> **THE INPUT**
--- START ---
//! Cumulative score across rounds on one board size
//!
//! The engine never touches the score. The front end records each finished
//! round once, and keeps the scoreboard across [`crate::engine::reset_board`].

use tracing::debug;

use crate::board::Player;

#[derive(Debug, Clone, Copy, Default, PartialEq, Eq)]
pub struct Scoreboard {
    x_wins: u32,
    o_wins: u32,
}

impl Scoreboard {
    pub fn new() -> Self {
        Self::default()
    }

    /// Record a finished round. Draws (`None`) leave the score unchanged.
    pub fn record(&mut self, winner: Option<Player>) {
        match winner {
            Some(Player::X) => self.x_wins += 1,
            Some(Player::O) => self.o_wins += 1,
            None => {}
        }
        debug!(x = self.x_wins, o = self.o_wins, "score updated");
    }

    pub fn wins(&self, player: Player) -> u32 {
        match player {
            Player::X => self.x_wins,
            Player::O => self.o_wins,
        }
    }

    pub fn reset(&mut self) {
        *self = Self::default();
    }
}

impl std::fmt::Display for Scoreboard {
    fn fmt(&self, f: &mut std::fmt::Formatter<'_>) -> std::fmt::Result {
        write!(f, "X: {}   O: {}", self.x_wins, self.o_wins)
    }
}

#[cfg(test)]
mod tests {
    use super::*;

    #[test]
    fn test_record_wins_and_draws() {
        let mut score = Scoreboard::new();
        score.record(Some(Player::X));
        score.record(None);
        score.record(Some(Player::O));
        score.record(Some(Player::X));

        assert_eq!(score.wins(Player::X), 2);
        assert_eq!(score.wins(Player::O), 1);
        assert_eq!(score.to_string(), "X: 2   O: 1");
    }

    #[test]
    fn test_reset() {
        let mut score = Scoreboard::new();
        score.record(Some(Player::O));
        score.reset();
        assert_eq!(score, Scoreboard::new());
    }
}
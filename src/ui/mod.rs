//! GUI module for the Tic-Tac-Toe game
//!
//! This module provides a native Rust GUI using egui/eframe.

mod app;
mod board_view;
mod game_state;
mod theme;

pub use app::TicTacToeApp;
pub use game_state::{AiState, GameMode, GameState, PendingSearch};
--- END ---
> **TASK TO CARRY OUT**
Note down each line above where the word "engine" occurs.

> **WRITTEN SOLUTION**
//! The engine never touches the score. The front end records each finished
//! round once, and keeps the scoreboard across [`crate::engine::reset_board`].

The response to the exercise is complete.